//! Incremental parser for `text/event-stream` bodies.
//!
//! Chunks from the network may split a frame, a line, or even a CRLF pair at
//! any byte. The parser buffers the unfinished tail and only emits events for
//! frames terminated by a blank line.
//!
//! # Frame format
//!
//! ```text
//! : keep-alive comment
//! event: progress
//! id: 7
//! data: {"percent": 40}
//! data: {"percent": 41}
//!
//! ```
//!
//! Multiple `data:` lines are joined with `\n`. A single space after the colon
//! is stripped. Frames with no `data` field are dropped.
//!
//! # Examples
//!
//! ```ignore
//! use studio_http::SseParser;
//!
//! let mut parser = SseParser::new();
//! assert!(parser.feed(b"data: {\"a\"").is_empty());
//! let events = parser.feed(b":1}\n\n");
//! assert_eq!(events[0].data, "{\"a\":1}");
//! ```

use bytes::BytesMut;

/// One dispatched server-sent event.
#[derive(Debug, Clone, PartialEq, Eq, Default)]
pub struct SseEvent {
    /// Event type; `None` means the default `message` type.
    pub event: Option<String>,
    /// Payload, `data` lines joined with `\n`.
    pub data: String,
    /// Last event id seen on the stream.
    pub id: Option<String>,
    /// Reconnection hint in milliseconds.
    pub retry: Option<u64>,
}

/// Parser state for one stream.
#[derive(Debug, Default)]
pub struct SseParser {
    /// Bytes not yet terminated by a line break
    buffer: BytesMut,
    /// Fields of the frame being assembled
    event: Option<String>,
    data: Vec<String>,
    retry: Option<u64>,
    /// Persists across frames, as the last-event-id does
    last_id: Option<String>,
    /// A CR ended the previous chunk; a leading LF belongs to it
    pending_cr: bool,
}

impl SseParser {
    /// Create a new parser
    pub fn new() -> Self {
        Self::default()
    }

    /// Feed bytes; returns the events completed by them.
    pub fn feed(&mut self, data: &[u8]) -> Vec<SseEvent> {
        let mut data = data;
        if self.pending_cr {
            self.pending_cr = false;
            if let Some(rest) = data.strip_prefix(b"\n") {
                data = rest;
            }
        }
        self.buffer.extend_from_slice(data);

        let mut events = Vec::new();
        while let Some((line_end, terminator)) = self.find_line_end() {
            let line = self.buffer.split_to(line_end);
            let _ = self.buffer.split_to(terminator);
            let line = String::from_utf8_lossy(&line).into_owned();
            if let Some(event) = self.process_line(&line) {
                events.push(event);
            }
        }
        events
    }

    /// Position and length of the first line terminator (`\n`, `\r\n` or `\r`).
    fn find_line_end(&mut self) -> Option<(usize, usize)> {
        let pos = self.buffer.iter().position(|b| *b == b'\n' || *b == b'\r')?;
        if self.buffer[pos] == b'\n' {
            return Some((pos, 1));
        }
        match self.buffer.get(pos + 1) {
            Some(b'\n') => Some((pos, 2)),
            Some(_) => Some((pos, 1)),
            None => {
                self.pending_cr = true;
                Some((pos, 1))
            }
        }
    }

    fn process_line(&mut self, line: &str) -> Option<SseEvent> {
        if line.is_empty() {
            return self.dispatch();
        }
        if line.starts_with(':') {
            return None;
        }

        let (field, value) = match line.split_once(':') {
            Some((field, value)) => (field, value.strip_prefix(' ').unwrap_or(value)),
            None => (line, ""),
        };

        match field {
            "event" => self.event = Some(value.to_string()),
            "data" => self.data.push(value.to_string()),
            "id" if !value.contains('\0') => self.last_id = Some(value.to_string()),
            "retry" => {
                if let Ok(retry) = value.parse() {
                    self.retry = Some(retry);
                }
            }
            _ => {}
        }
        None
    }

    fn dispatch(&mut self) -> Option<SseEvent> {
        let event = self.event.take();
        let retry = self.retry.take();
        if self.data.is_empty() {
            return None;
        }
        Some(SseEvent {
            event: event.filter(|e| !e.is_empty()),
            data: std::mem::take(&mut self.data).join("\n"),
            id: self.last_id.clone(),
            retry,
        })
    }

    /// Whether a partial frame is buffered.
    pub fn has_pending(&self) -> bool {
        !self.buffer.is_empty() || !self.data.is_empty() || self.event.is_some()
    }

    /// Last event id seen.
    pub fn last_event_id(&self) -> Option<&str> {
        self.last_id.as_deref()
    }
}
//! Reference-counted loading indicator.

use super::presenter::Presenter;
use parking_lot::Mutex;

/// Number of in-flight requests that asked for the loading indicator.
///
/// The presenter hears about the 0 → 1 and 1 → 0 transitions only. The count
/// never goes below zero.
#[derive(Debug, Default)]
pub struct LoadingCounter {
    count: Mutex<usize>,
}

impl LoadingCounter {
    /// Create a counter at zero.
    pub fn new() -> Self {
        Self::default()
    }

    /// Current count.
    pub fn count(&self) -> usize {
        *self.count.lock()
    }

    /// Whether the indicator is visible.
    pub fn is_visible(&self) -> bool {
        self.count() > 0
    }

    /// Register one in-flight request.
    ///
    /// The returned guard decrements the counter when dropped, so the count
    /// settles even if the request future is dropped mid-flight.
    pub fn begin<'a>(&'a self, presenter: &'a dyn Presenter, text: Option<&str>) -> LoadingGuard<'a> {
        let became_visible = {
            let mut count = self.count.lock();
            *count += 1;
            *count == 1
        };
        if became_visible {
            presenter.loading_changed(true, text);
        }
        LoadingGuard {
            counter: self,
            presenter,
        }
    }

    fn end(&self, presenter: &dyn Presenter) {
        let became_hidden = {
            let mut count = self.count.lock();
            if *count == 0 {
                return;
            }
            *count -= 1;
            *count == 0
        };
        if became_hidden {
            presenter.loading_changed(false, None);
        }
    }
}

/// Decrements the [`LoadingCounter`] on drop.
#[must_use = "the request is counted only while the guard is alive"]
pub struct LoadingGuard<'a> {
    counter: &'a LoadingCounter,
    presenter: &'a dyn Presenter,
}

impl Drop for LoadingGuard<'_> {
    fn drop(&mut self) {
        self.counter.end(self.presenter);
    }
}
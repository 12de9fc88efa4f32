//! Core request and response types.
//!
//! - [`RequestDescriptor`] describes one logical request: method, URL, body,
//!   query parameters, headers and the per-request [`RequestOptions`].
//! - [`RawResponse`] is what the transport hands back before decoding.
//! - [`Envelope`] is the uniform `{success, data | error}` wrapper returned to
//!   callers.
//! - [`Pagination`] and [`Paginated`] describe paginated list endpoints.

mod envelope;
mod pagination;
mod request;
mod response;

pub use envelope::{Envelope, ErrorBody, ErrorDetails, FieldError, DEFAULT_ERROR_MESSAGE};
pub use pagination::{Paginated, Pagination, SortOrder};
pub use request::{
    CacheMode, ProgressCallback, RequestBody, RequestDescriptor, RequestOptions, ResponseKind,
    UploadFile,
};
pub use response::RawResponse;
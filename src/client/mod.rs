//! Studio HTTP client implementation.
//!
//! This module provides the transport client and the request wrapper built on
//! it, enabling callers to:
//!
//! - **Issue typed requests** that come back as envelopes
//! - **Retry** transient failures with capped exponential backoff
//! - **Refresh sessions** transparently on 401
//! - **Upload and download files** with progress reporting
//! - **Consume server-sent events** and **poll** endpoints on an interval
//!
//! # Module Organization
//!
//! ```text
//! client/
//! ├── api          - ApiClient request wrapper
//! ├── config       - Client configuration
//! ├── fetch        - HttpClient and the typed verbs
//! ├── parser       - Incremental text/event-stream parser
//! ├── poll         - Interval polling controller
//! ├── subscription - Event streams
//! ├── transport    - Transport trait and the reqwest backend
//! └── utils        - Utility functions
//! ```
//!
//! # Key Types
//!
//! | Type | Description |
//! |------|-------------|
//! | [`HttpClient`] | Runs requests through the middleware chain |
//! | [`ApiClient`] | Pagination, batch, upload, download, streams, polling |
//! | [`Transport`] | One HTTP exchange; [`ReqwestTransport`] in production |
//! | [`SseParser`] | Streaming event parser |
//! | [`Poller`] | Interval polling controller |
//! | [`ClientConfig`] | Client configuration options |
//!
//! # Examples
//!
//! ## Creating a Client
//!
//! ```
//! use studio_http::client::{ApiClient, ClientConfig, HttpClient};
//!
//! // Environment configuration
//! let client = HttpClient::new();
//!
//! // Custom configuration
//! let config = ClientConfig {
//!     request_timeout_ms: 60_000,
//!     retry_delay_ms: 500,
//!     ..Default::default()
//! };
//! let api = ApiClient::new(HttpClient::with_config(config));
//! ```
//!
//! ## Parsing Events
//!
//! ```
//! use studio_http::client::SseParser;
//!
//! let mut parser = SseParser::new();
//! assert!(parser.feed(b"data: 4").is_empty());
//! let events = parser.feed(b"2\n\n");
//! assert_eq!(events[0].data, "42");
//! ```
//!
//! ## Utility Functions
//!
//! ```
//! use studio_http::client::{is_retryable_status, retry_backoff};
//! use std::time::Duration;
//!
//! // Check if status is retryable
//! assert!(is_retryable_status(503));
//! assert!(!is_retryable_status(404));
//!
//! // Calculate backoff delay
//! assert_eq!(retry_backoff(2, 1_000, 10_000), Duration::from_millis(2_000));
//! assert_eq!(retry_backoff(6, 1_000, 10_000), Duration::from_millis(10_000));
//! ```

mod api;
mod config;
mod fetch;
mod parser;
mod poll;
mod subscription;
mod transport;
mod utils;

pub use api::ApiClient;
pub use config::{ClientConfig, BASE_URL_ENV, DEFAULT_BASE_URL, TIMEOUT_ENV};
pub use fetch::{HttpClient, HttpClientBuilder};
pub use parser::{SseEvent, SseParser};
pub use poll::Poller;
pub use subscription::{event_request, EventStream, EventSubscription, StreamCallbacks};
pub use transport::{ByteStream, ReqwestTransport, Transport};
pub use utils::*;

> **EXERCISE REQUIREMENTS**: Print again the lines of the entries above that fall between the line holding "impl Drop for" and the line holding "describes one logical", inclusive, exactly as they stand.

> **TASK OUTPUT**:
impl Drop for LoadingGuard<'_> {
    fn drop(&mut self) {
        self.counter.end(self.presenter);
    }
}
repository 12de9fc88efa4f32
//! Core request and response types.
//!
//! - [`RequestDescriptor`] describes one logical request: method, URL, body,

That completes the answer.